[Start of Attachment]

use std::path::PathBuf;
use std::sync::Arc;

use tokio::fs::File;
use tracing::{error, info, warn};
use uuid::Uuid;

use super::{filter_chain, primary_artifact, task_dir, transcode_command, AudioFormat, ClipParams};
use crate::config::Config;
use crate::error::ProcessError;
use crate::schedule::types::{is_task_id, Task, TaskState};
use crate::storage::task::{ArtifactLeases, TaskStorage};
use crate::tools::ToolRunner;

/// An opened artifact ready to be streamed back to a client.
#[derive(Debug)]
pub struct ArtifactFile {
    pub file: File,
    pub path: PathBuf,
    pub filename: String,
    pub format: AudioFormat,
    pub len: u64,
}

/// Turns a ready task's download into edited clips.
///
/// Stateless per call: the task's lifecycle state is read, never written.
pub struct ClipProcessor {
    storage: Arc<dyn TaskStorage>,
    runner: Arc<dyn ToolRunner>,
    leases: Arc<ArtifactLeases>,
    config: Arc<Config>,
}

impl ClipProcessor {
    pub fn new(
        storage: Arc<dyn TaskStorage>,
        runner: Arc<dyn ToolRunner>,
        leases: Arc<ArtifactLeases>,
        config: Arc<Config>,
    ) -> Self {
        Self {
            storage,
            runner,
            leases,
            config,
        }
    }

    /// Trims and filters the primary artifact into a fresh Ogg file.
    pub async fn process(&self, task_id: &str, params: &ClipParams) -> Result<ArtifactFile, ProcessError> {
        self.ready_task(task_id).await?;
        params.validate().map_err(ProcessError::InvalidParams)?;

        // held until the output is open so the sweeper cannot reclaim mid-run
        let _lease = self.leases.acquire(task_id).ok_or(ProcessError::SourceMissing)?;
        self.storage
            .touch(task_id)
            .await
            .map_err(|_| ProcessError::TaskNotFound)?;

        let source = primary_artifact(&self.config.scratch_dir, task_id);
        if !tokio::fs::try_exists(&source).await.unwrap_or(false) {
            warn!("Source audio for task {} is gone", task_id);
            return Err(ProcessError::SourceMissing);
        }

        let output_id = Uuid::new_v4();
        let format = AudioFormat::Ogg;
        let output = task_dir(&self.config.scratch_dir, task_id)
            .join(format!("{}.{}", output_id, format.extension()));
        let filters = filter_chain(params);
        let command = transcode_command(&self.config.transcode_tool, &source, &filters, &output);

        info!("Processing audio for task {} with filters: {}", task_id, filters);
        let result = self.runner.run(&command).await?;
        if !result.success() {
            let diagnostic = result.diagnostic("transcoder exited with an error");
            error!("Transcode failed for task {}: {}", task_id, diagnostic);
            return Err(ProcessError::ProcessingFailed(diagnostic));
        }

        let filename = format!("clip_{}.{}", output_id, format.extension());
        open_artifact(output, filename, format)
            .await?
            .ok_or(ProcessError::OutputMissing)
    }

    /// Opens the downloaded source of a ready task.
    pub async fn open_source(&self, task_id: &str) -> Result<ArtifactFile, ProcessError> {
        self.ready_task(task_id).await?;

        let _lease = self.leases.acquire(task_id).ok_or(ProcessError::SourceMissing)?;
        let format = AudioFormat::M4a;
        let filename = format!("audio_{}.{}", task_id, format.extension());
        open_artifact(primary_artifact(&self.config.scratch_dir, task_id), filename, format)
            .await?
            .ok_or(ProcessError::SourceMissing)
    }

    async fn ready_task(&self, task_id: &str) -> Result<Task, ProcessError> {
        if !is_task_id(task_id) {
            return Err(ProcessError::TaskNotFound);
        }
        let task = self
            .storage
            .get(task_id)
            .await
            .ok_or(ProcessError::TaskNotFound)?;
        if task.state != TaskState::Ready {
            return Err(ProcessError::NotReady(task.state));
        }
        Ok(task)
    }
}

/// `Ok(None)` when the file does not exist.
async fn open_artifact(
    path: PathBuf,
    filename: String,
    format: AudioFormat,
) -> Result<Option<ArtifactFile>, ProcessError> {
    let file = match File::open(&path).await {
        Ok(file) => file,
        Err(e) if e.kind() == std::io::ErrorKind::NotFound => return Ok(None),
        Err(e) => return Err(e.into()),
    };
    let len = file.metadata().await?.len();
    Ok(Some(ArtifactFile {
        file,
        path,
        filename,
        format,
        len,
    }))
}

[End of Attachment]

WORK TO COMPLETE -> Every entry needs to be retyped exactly.

SOLUTION BELOW ->
use std::path::PathBuf;
use std::sync::Arc;

use tokio::fs::File;
use tracing::{error, info, warn};
use uuid::Uuid;

use super::{filter_chain, primary_artifact, task_dir, transcode_command, AudioFormat, ClipParams};
use crate::config::Config;
use crate::error::ProcessError;
use crate::schedule::types::{is_task_id, Task, TaskState};
use crate::storage::task::{ArtifactLeases, TaskStorage};
use crate::tools::ToolRunner;

/// An opened artifact ready to be streamed back to a client.
#[derive(Debug)]
pub struct ArtifactFile {
    pub file: File,
    pub path: PathBuf,
    pub filename: String,
    pub format: AudioFormat,
    pub len: u64,
}

/// Turns a ready task's download into edited clips.
///
/// Stateless per call: the task's lifecycle state is read, never written.
pub struct ClipProcessor {
    storage: Arc<dyn TaskStorage>,
    runner: Arc<dyn ToolRunner>,
    leases: Arc<ArtifactLeases>,
    config: Arc<Config>,
}

impl ClipProcessor {
    pub fn new(
        storage: Arc<dyn TaskStorage>,
        runner: Arc<dyn ToolRunner>,
        leases: Arc<ArtifactLeases>,
        config: Arc<Config>,
    ) -> Self {
        Self {
            storage,
            runner,
            leases,
            config,
        }
    }

    /// Trims and filters the primary artifact into a fresh Ogg file.
    pub async fn process(&self, task_id: &str, params: &ClipParams) -> Result<ArtifactFile, ProcessError> {
        self.ready_task(task_id).await?;
        params.validate().map_err(ProcessError::InvalidParams)?;

        // held until the output is open so the sweeper cannot reclaim mid-run
        let _lease = self.leases.acquire(task_id).ok_or(ProcessError::SourceMissing)?;
        self.storage
            .touch(task_id)
            .await
            .map_err(|_| ProcessError::TaskNotFound)?;

        let source = primary_artifact(&self.config.scratch_dir, task_id);
        if !tokio::fs::try_exists(&source).await.unwrap_or(false) {
            warn!("Source audio for task {} is gone", task_id);
            return Err(ProcessError::SourceMissing);
        }

        let output_id = Uuid::new_v4();
        let format = AudioFormat::Ogg;
        let output = task_dir(&self.config.scratch_dir, task_id)
            .join(format!("{}.{}", output_id, format.extension()));
        let filters = filter_chain(params);
        let command = transcode_command(&self.config.transcode_tool, &source, &filters, &output);

        info!("Processing audio for task {} with filters: {}", task_id, filters);
        let result = self.runner.run(&command).await?;
        if !result.success() {
            let diagnostic = result.diagnostic("transcoder exited with an error");
            error!("Transcode failed for task {}: {}", task_id, diagnostic);
            return Err(ProcessError::ProcessingFailed(diagnostic));
        }

        let filename = format!("clip_{}.{}", output_id, format.extension());
        open_artifact(output, filename, format)
            .await?
            .ok_or(ProcessError::OutputMissing)
    }

    /// Opens the downloaded source of a ready task.
    pub async fn open_source(&self, task_id: &str) -> Result<ArtifactFile, ProcessError> {
        self.ready_task(task_id).await?;

        let _lease = self.leases.acquire(task_id).ok_or(ProcessError::SourceMissing)?;
        let format = AudioFormat::M4a;
        let filename = format!("audio_{}.{}", task_id, format.extension());
        open_artifact(primary_artifact(&self.config.scratch_dir, task_id), filename, format)
            .await?
            .ok_or(ProcessError::SourceMissing)
    }

    async fn ready_task(&self, task_id: &str) -> Result<Task, ProcessError> {
        if !is_task_id(task_id) {
            return Err(ProcessError::TaskNotFound);
        }
        let task = self
            .storage
            .get(task_id)
            .await
            .ok_or(ProcessError::TaskNotFound)?;
        if task.state != TaskState::Ready {
            return Err(ProcessError::NotReady(task.state));
        }
        Ok(task)
    }
}

/// `Ok(None)` when the file does not exist.
async fn open_artifact(
    path: PathBuf,
    filename: String,
    format: AudioFormat,
) -> Result<Option<ArtifactFile>, ProcessError> {
    let file = match File::open(&path).await {
        Ok(file) => file,
        Err(e) if e.kind() == std::io::ErrorKind::NotFound => return Ok(None),
        Err(e) => return Err(e.into()),
    };
    let len = file.metadata().await?.len();
    Ok(Some(ArtifactFile {
        file,
        path,
        filename,
        format,
        len,
    }))
}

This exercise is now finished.